> **GOAL OF THE EXERCISE**: Which of the lines below hold "ChunkStream"? Please return each one.

=== ENTRIES SUPPLIED ===

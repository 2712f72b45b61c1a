//! Claude (Anthropic) LLM provider.
//!
//! Implements the Anthropic Messages API, which requires strict role
//! alternation and streams typed SSE events.

use crate::{Catalog, HttpProvider, sse};
use async_stream::try_stream;
use compact_str::CompactString;
use futures_util::StreamExt;
use kcore::{ChunkStream, Model, Response, Result};
use reqwest::Client;
use std::time::Instant;
pub use request::Request;
pub use stream::{Event, Raw};

mod request;
mod stream;

/// The Anthropic Messages API endpoint.
pub const ENDPOINT: &str = "https://api.anthropic.com/v1/messages";

/// The Anthropic API version header value.
const API_VERSION: &str = "2023-06-01";

/// Model used when none is configured.
pub const DEFAULT_MODEL: &str = "claude-sonnet-4-5";

/// The Claude LLM provider.
#[derive(Clone)]
pub struct Claude {
    http: HttpProvider,
    catalog: Catalog,
}

impl Claude {
    /// Create a provider targeting the Anthropic API.
    pub fn anthropic(client: Client, key: &str) -> Result<Self> {
        Self::custom(client, key, ENDPOINT)
    }

    /// Create a provider targeting a custom Anthropic-compatible endpoint.
    pub fn custom(client: Client, key: &str, endpoint: &str) -> Result<Self> {
        let http = HttpProvider::custom_header(client, "x-api-key", key, endpoint)?
            .with_header("anthropic-version", API_VERSION)?;
        Ok(Self {
            http,
            catalog: Catalog::new(DEFAULT_MODEL).with_models([
                "claude-opus-4-1",
                "claude-sonnet-4-5",
                "claude-3-5-haiku-latest",
            ]),
        })
    }

    /// Replace the model catalog.
    pub fn with_catalog(mut self, catalog: Catalog) -> Self {
        self.catalog = catalog;
        self
    }

    /// The model catalog.
    pub fn catalog(&self) -> &Catalog {
        &self.catalog
    }
}

impl Model for Claude {
    fn name(&self) -> CompactString {
        CompactString::const_new("anthropic")
    }

    async fn send(&self, request: &kcore::Request) -> Result<Response> {
        let body = Request::new(request, &self.catalog);
        let started = Instant::now();
        let raw: Raw = self.http.send(&body, "anthropic response").await?;
        Ok(raw.into_response(started.elapsed()))
    }

    fn stream(&self, request: kcore::Request) -> ChunkStream {
        let body = Request::new(&request, &self.catalog).stream();
        let http = self.http.clone();
        try_stream! {
            let response = http.post_stream(&body).await?;
            let mut events = std::pin::pin!(sse::events(response));
            while let Some(event) = events.next().await {
                let event = event?;
                match serde_json::from_str::<Event>(&event.data) {
                    Ok(event) => {
                        for chunk in event.into_chunks() {
                            yield chunk;
                        }
                    }
                    Err(e) => tracing::warn!("failed to parse anthropic event: {e}, data: {}", event.data),
                }
            }
        }
        .boxed()
    }

    fn available_models(&self) -> Vec<CompactString> {
        self.catalog.available()
    }

    fn default_model(&self) -> CompactString {
        self.catalog.default_model.clone()
    }

    fn token_limit(&self) -> usize {
        self.catalog.token_limit()
    }
}
//! Request body for the Ollama chat API.

use crate::Catalog;
use compact_str::CompactString;
use kcore::{Content, ContentBlock, Message, Role, Tool};
use serde::Serialize;
use serde_json::{Value, json};
use std::collections::HashSet;

/// The request body for `/api/chat`.
#[derive(Debug, Clone, Serialize)]
pub struct Request {
    /// The model identifier.
    pub model: CompactString,
    /// The messages array.
    pub messages: Vec<Value>,
    /// Whether to stream newline-delimited JSON.
    pub stream: bool,
    /// Tools the model may call.
    #[serde(skip_serializing_if = "Vec::is_empty")]
    pub tools: Vec<Value>,
    /// Sampling options.
    pub options: Options,
}

/// Model options.
#[derive(Debug, Clone, Serialize)]
pub struct Options {
    /// Maximum tokens to generate.
    pub num_predict: u32,
    /// Temperature.
    #[serde(skip_serializing_if = "Option::is_none")]
    pub temperature: Option<f32>,
}

impl Request {
    /// Convert a generic request. Ollama has no tool-choice control, so the
    /// hint is dropped.
    pub fn new(request: &kcore::Request, catalog: &Catalog) -> Self {
        Self {
            model: catalog.model(request).into(),
            messages: wire_messages(&request.messages),
            stream: false,
            tools: request
                .tools
                .iter()
                .map(|tool: &Tool| {
                    json!({
                        "type": "function",
                        "function": {
                            "name": tool.name,
                            "description": tool.description,
                            "parameters": tool.input_schema,
                        },
                    })
                })
                .collect(),
            options: Options {
                num_predict: catalog.max_tokens(request),
                temperature: request.temperature,
            },
        }
    }

    /// Enable streaming for the request.
    pub fn stream(mut self) -> Self {
        self.stream = true;
        self
    }
}

/// Render a message list. A tool result whose call is not earlier in the
/// list degrades to plain user text.
pub fn wire_messages(messages: &[Message]) -> Vec<Value> {
    let mut seen = HashSet::new();
    messages
        .iter()
        .flat_map(|message| wire_message(message, &mut seen))
        .collect()
}

fn wire_message(message: &Message, seen: &mut HashSet<CompactString>) -> Vec<Value> {
    let role = message.role.as_str();
    let blocks = match &message.content {
        Content::Text(text) if message.role == Role::Tool => {
            return match &message.tool_call_id {
                Some(id) if seen.contains(id) => vec![json!({"role": "tool", "content": text})],
                _ => vec![json!({ "role": "user", "content": format!("Tool result: {text}") })],
            };
        }
        Content::Text(text) => return vec![json!({ "role": role, "content": text })],
        Content::Blocks(blocks) => blocks,
    };

    let mut out = Vec::new();
    let mut text = Vec::new();
    let mut images = Vec::new();
    let mut calls = Vec::new();
    for block in blocks {
        match block {
            ContentBlock::Text { text: t } => text.push(t.clone()),
            ContentBlock::Image { data, .. } => images.push(data.clone()),
            ContentBlock::ToolUse { id, name, input } => {
                seen.insert(id.clone());
                calls.push(json!({"function": {"name": name, "arguments": input}}))
            }
            ContentBlock::ToolResult {
                tool_use_id,
                content,
                ..
            } if seen.contains(tool_use_id) => {
                out.push(json!({"role": "tool", "content": content}))
            }
            ContentBlock::ToolResult { content, .. } => text.push(format!("Tool result: {content}")),
        }
    }

    if text.is_empty() && images.is_empty() && calls.is_empty() {
        return out;
    }
    let role = match message.role {
        Role::Tool if calls.is_empty() => "user",
        Role::Tool => "assistant",
        _ => role,
    };
    let mut wire = json!({ "role": role, "content": text.join("\n") });
    if !images.is_empty() {
        wire["images"] = json!(images);
    }
    if !calls.is_empty() {
        wire["tool_calls"] = Value::Array(calls);
    }
    if role == "user" {
        out.push(wire);
    } else {
        out.insert(0, wire);
    }
    out
}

===

> **EXERCISE RESPONSE**:
use kcore::{ChunkStream, Model, Response, Result};
    fn stream(&self, request: kcore::Request) -> ChunkStream {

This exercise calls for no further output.